| Your assignment |
Please give back an exact reproduction of the lines from the one with "pub(crate) async fn" through the end of the entries below, and no others.

| Stored items |
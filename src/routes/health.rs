use axum::extract::State;
use axum::routing::get;
use axum::{Json, Router};

use crate::state::AppState;

#[derive(Debug, Clone, serde::Serialize, serde::Deserialize, utoipa::ToSchema)]
pub struct HealthResponse {
    pub status: String,
    /// Whether the analytical engine currently holds an open connection.
    /// False before the first load; not an error.
    pub engine_connected: bool,
}

#[utoipa::path(
    get,
    path = "/healthz",
    responses((status = 200, description = "OK", body = HealthResponse))
)]
pub(crate) async fn healthz_handler(State(state): State<AppState>) -> Json<HealthResponse> {
    Json(HealthResponse {
        status: "ok".to_string(),
        engine_connected: state.engine.is_connected(),
    })
}

pub fn router() -> Router<AppState> {
    Router::new().route("/healthz", get(healthz_handler))
}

| Exercise response |
pub(crate) async fn healthz_handler(State(state): State<AppState>) -> Json<HealthResponse> {
    Json(HealthResponse {
        status: "ok".to_string(),
        engine_connected: state.engine.is_connected(),
    })
}

pub fn router() -> Router<AppState> {
    Router::new().route("/healthz", get(healthz_handler))
}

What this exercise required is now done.